** Opening DATASET EXTRACT block **

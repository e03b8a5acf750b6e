//! Shared integration test infrastructure for s3audit-rs.
//!
//! Provides `MemoryStore`, an in-memory container store implementing the
//! public `StorageTrait`, and helpers that run an `AuditPipeline` over it.

#![allow(dead_code)]

use std::collections::{BTreeMap, HashMap};
use std::fs;
use std::path::Path;
use std::sync::{Arc, Mutex};

use anyhow::Result;
use async_channel::Sender;
use async_trait::async_trait;
use s3audit_rs::config::{AuditTask, Config, ForceRetryConfig};
use s3audit_rs::{
    AuditPipeline, AuditReport, AuditStatistics, DeleteResponse, DeleteResponseDetails,
    ListingPage, ObjectEntry, ObjectHeaders, StatResult, StorageTrait,
    create_pipeline_cancellation_token,
};

type Containers = HashMap<String, BTreeMap<String, ObjectHeaders>>;

/// Containers of objects kept in sorted maps, listed in key order with the
/// last returned key as the continuation marker.
#[derive(Clone)]
pub struct MemoryStore {
    containers: Arc<Mutex<Containers>>,
    deleted: Arc<Mutex<Vec<String>>>,
    stats_sender: Option<Sender<AuditStatistics>>,
}

impl MemoryStore {
    pub fn new() -> Self {
        Self {
            containers: Arc::new(Mutex::new(HashMap::new())),
            deleted: Arc::new(Mutex::new(Vec::new())),
            stats_sender: None,
        }
    }

    pub fn put(&self, container: &str, name: &str, size: u64, etag: &str) {
        self.put_with_type(container, name, size, etag, "application/octet-stream");
    }

    pub fn put_with_type(
        &self,
        container: &str,
        name: &str,
        size: u64,
        etag: &str,
        content_type: &str,
    ) {
        self.containers
            .lock()
            .unwrap()
            .entry(container.to_string())
            .or_default()
            .insert(
                name.to_string(),
                ObjectHeaders {
                    content_length: size,
                    etag: etag.to_string(),
                    content_type: content_type.to_string(),
                },
            );
    }

    pub fn contains(&self, container: &str, name: &str) -> bool {
        self.containers
            .lock()
            .unwrap()
            .get(container)
            .is_some_and(|objects| objects.contains_key(name))
    }

    pub fn deleted(&self) -> Vec<String> {
        self.deleted.lock().unwrap().clone()
    }

    fn attach(&self, stats_sender: Sender<AuditStatistics>) -> Self {
        Self {
            stats_sender: Some(stats_sender),
            ..self.clone()
        }
    }
}

#[async_trait]
impl StorageTrait for MemoryStore {
    async fn list_page(
        &self,
        container: &str,
        prefix: &str,
        marker: Option<String>,
        max_keys: i32,
    ) -> Result<ListingPage> {
        let containers = self.containers.lock().unwrap();
        let Some(objects) = containers.get(container) else {
            return Ok(ListingPage::failed("NoSuchBucket"));
        };

        let max_keys = usize::try_from(max_keys).unwrap_or(1).max(1);
        let mut matching = objects
            .iter()
            .filter(|(name, _)| name.starts_with(prefix))
            .filter(|(name, _)| marker.as_deref().is_none_or(|m| name.as_str() > m));

        let items: Vec<ObjectEntry> = matching
            .by_ref()
            .take(max_keys)
            .map(|(name, headers)| ObjectEntry::new(name.clone(), headers.content_length))
            .collect();
        let next_marker = if matching.next().is_some() {
            items.last().map(|entry| entry.name.clone())
        } else {
            None
        };

        Ok(ListingPage::succeeded(items, next_marker))
    }

    async fn stat(&self, container: &str, names: &[String]) -> Result<Vec<StatResult>> {
        let containers = self.containers.lock().unwrap();
        Ok(names
            .iter()
            .map(|name| {
                match containers
                    .get(container)
                    .and_then(|objects| objects.get(name))
                {
                    Some(headers) => StatResult::found(name.as_str(), headers.clone()),
                    None => StatResult::not_found(name.as_str(), "NotFound"),
                }
            })
            .collect())
    }

    async fn delete(&self, container: &str, names: &[String]) -> Result<Vec<DeleteResponse>> {
        let mut containers = self.containers.lock().unwrap();
        let mut responses = Vec::new();
        for name in names {
            let removed = containers
                .get_mut(container)
                .and_then(|objects| objects.remove(name))
                .is_some();
            if removed {
                self.deleted.lock().unwrap().push(name.clone());
            }
            responses.push(DeleteResponse {
                success: removed,
                action: "delete_object".to_string(),
                container: container.to_string(),
                object: name.clone(),
                attempts: 1,
                response: removed.then(DeleteResponseDetails::default),
                error: (!removed).then(|| "NoSuchKey".to_string()),
            });
        }
        Ok(responses)
    }

    fn get_stats_sender(&self) -> Sender<AuditStatistics> {
        match &self.stats_sender {
            Some(sender) => sender.clone(),
            None => async_channel::unbounded().0,
        }
    }
}

/// Result of one pipeline run over a `MemoryStore`.
pub struct RunResult {
    pub report: Result<AuditReport>,
    pub stats: Vec<AuditStatistics>,
    pub has_warning: bool,
}

pub fn config_for(container: &str, task: AuditTask) -> Config {
    Config {
        task,
        force_retry_config: ForceRetryConfig {
            force_retry_count: 0,
            force_retry_interval_milliseconds: 0,
        },
        ..Config::for_container(container)
    }
}

pub async fn run_pipeline(store: &MemoryStore, config: Config) -> RunResult {
    let mut pipeline =
        AuditPipeline::with_storage(config, create_pipeline_cancellation_token(), |stats_sender| {
            Box::new(store.attach(stats_sender))
        });
    let stats_receiver = pipeline.get_stats_receiver();

    let report = pipeline.run().await;

    let mut stats = Vec::new();
    while let Ok(stat) = stats_receiver.try_recv() {
        stats.push(stat);
    }

    RunResult {
        report,
        stats,
        has_warning: pipeline.has_warning(),
    }
}

/// Writes `size` zero bytes to `root/name`, creating parent directories.
pub fn write_local_file(root: &Path, name: &str, size: usize) {
    let path = root.join(name);
    fs::create_dir_all(path.parent().unwrap()).unwrap();
    fs::write(path, vec![0u8; size]).unwrap();
}
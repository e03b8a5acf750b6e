use url::Url;

const INVALID_SCHEME: &str = "endpoint URL scheme must be https:// or http://";

pub fn check_scheme(url: &str) -> Result<String, String> {
    let parsed = Url::parse(url).map_err(|e| e.to_string())?;

    if parsed.scheme() != "https" && parsed.scheme() != "http" {
        return Err(INVALID_SCHEME.to_string());
    }

    Ok(url.to_string())
}
use std::collections::BTreeMap;

use anyhow::Result;
use tracing::{debug, info};

use crate::config::SizeReportConfig;
use crate::lister::ObjectLister;
use crate::stage::Stage;
use crate::types::ObjectEntry;

/// Cumulative bytes per truncated prefix, ordered lexicographically.
pub type AggregateBucket = BTreeMap<String, u64>;

/// The first `depth` slash-delimited segments of `name`.
///
/// Names with fewer segments map to themselves. A depth of 0 is treated
/// as 1.
///
/// ```
/// use s3audit_rs::aggregator::bucket_key;
///
/// assert_eq!(bucket_key("PROD/TEST/db/dump.gz", 2), "PROD/TEST");
/// assert_eq!(bucket_key("PROD", 3), "PROD");
/// ```
pub fn bucket_key(name: &str, depth: usize) -> &str {
    match name.match_indices('/').nth(depth.max(1) - 1) {
        Some((index, _)) => &name[..index],
        None => name,
    }
}

/// Buckets a set of entries in one pass.
pub fn accumulate(entries: &[ObjectEntry], depth: usize) -> AggregateBucket {
    let mut aggregator = PrefixAggregator::new(depth);
    aggregator.add_entries(entries);
    aggregator.into_buckets()
}

/// Incremental form of [`accumulate`], fed one listing page at a time.
#[derive(Debug, Clone)]
pub struct PrefixAggregator {
    depth: usize,
    buckets: AggregateBucket,
    total: u64,
}

impl PrefixAggregator {
    pub fn new(depth: usize) -> Self {
        Self {
            depth,
            buckets: AggregateBucket::new(),
            total: 0,
        }
    }

    pub fn add_entries(&mut self, entries: &[ObjectEntry]) {
        for entry in entries {
            self.add(entry);
        }
    }

    pub fn add(&mut self, entry: &ObjectEntry) {
        *self
            .buckets
            .entry(bucket_key(&entry.name, self.depth).to_string())
            .or_insert(0) += entry.size_bytes;
        self.total += entry.size_bytes;
    }

    pub fn total(&self) -> u64 {
        self.total
    }

    pub fn buckets(&self) -> &AggregateBucket {
        &self.buckets
    }

    pub fn into_buckets(self) -> AggregateBucket {
        self.buckets
    }
}

/// Buckets for one prefix filter of a size report.
#[derive(Debug, Clone, PartialEq)]
pub struct PrefixSizes {
    pub prefix: String,
    pub buckets: AggregateBucket,
    pub total_bytes: u64,
    pub failed_pages: u64,
}

#[derive(Debug, Clone, PartialEq)]
pub struct SizeReport {
    pub container: String,
    pub depth: usize,
    pub sections: Vec<PrefixSizes>,
    pub grand_total: u64,
}

/// Runs the size report: one independent bucket set per prefix filter,
/// each filter listed to completion before the next begins.
pub async fn report_sizes(stage: &Stage, size_config: &SizeReportConfig) -> Result<SizeReport> {
    let container = stage.config.container.clone();
    let mut sections = Vec::with_capacity(size_config.prefixes.len());
    let mut grand_total = 0u64;

    for prefix in &size_config.prefixes {
        debug!(container = container, prefix = prefix, "size aggregation started.");

        let mut aggregator = PrefixAggregator::new(size_config.depth);
        let mut lister = ObjectLister::new(stage.clone(), &container, prefix);
        while let Some(page) = lister.next_page().await? {
            if page.success {
                aggregator.add_entries(&page.items);
            }
        }

        info!(
            container = container,
            prefix = prefix,
            size = aggregator.total(),
            buckets = aggregator.buckets().len(),
            "size aggregation completed."
        );

        grand_total += aggregator.total();
        sections.push(PrefixSizes {
            prefix: prefix.clone(),
            total_bytes: aggregator.total(),
            buckets: aggregator.into_buckets(),
            failed_pages: lister.pages_failed(),
        });
    }

    Ok(SizeReport {
        container,
        depth: size_config.depth,
        sections,
        grand_total,
    })
}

** Closing DATASET EXTRACT block **

EXERCISE AIM:
Copy every line from the records above that contains the string "bool".

EXERCISE RESPONSE:
    pub fn contains(&self, container: &str, name: &str) -> bool {
    pub has_warning: bool,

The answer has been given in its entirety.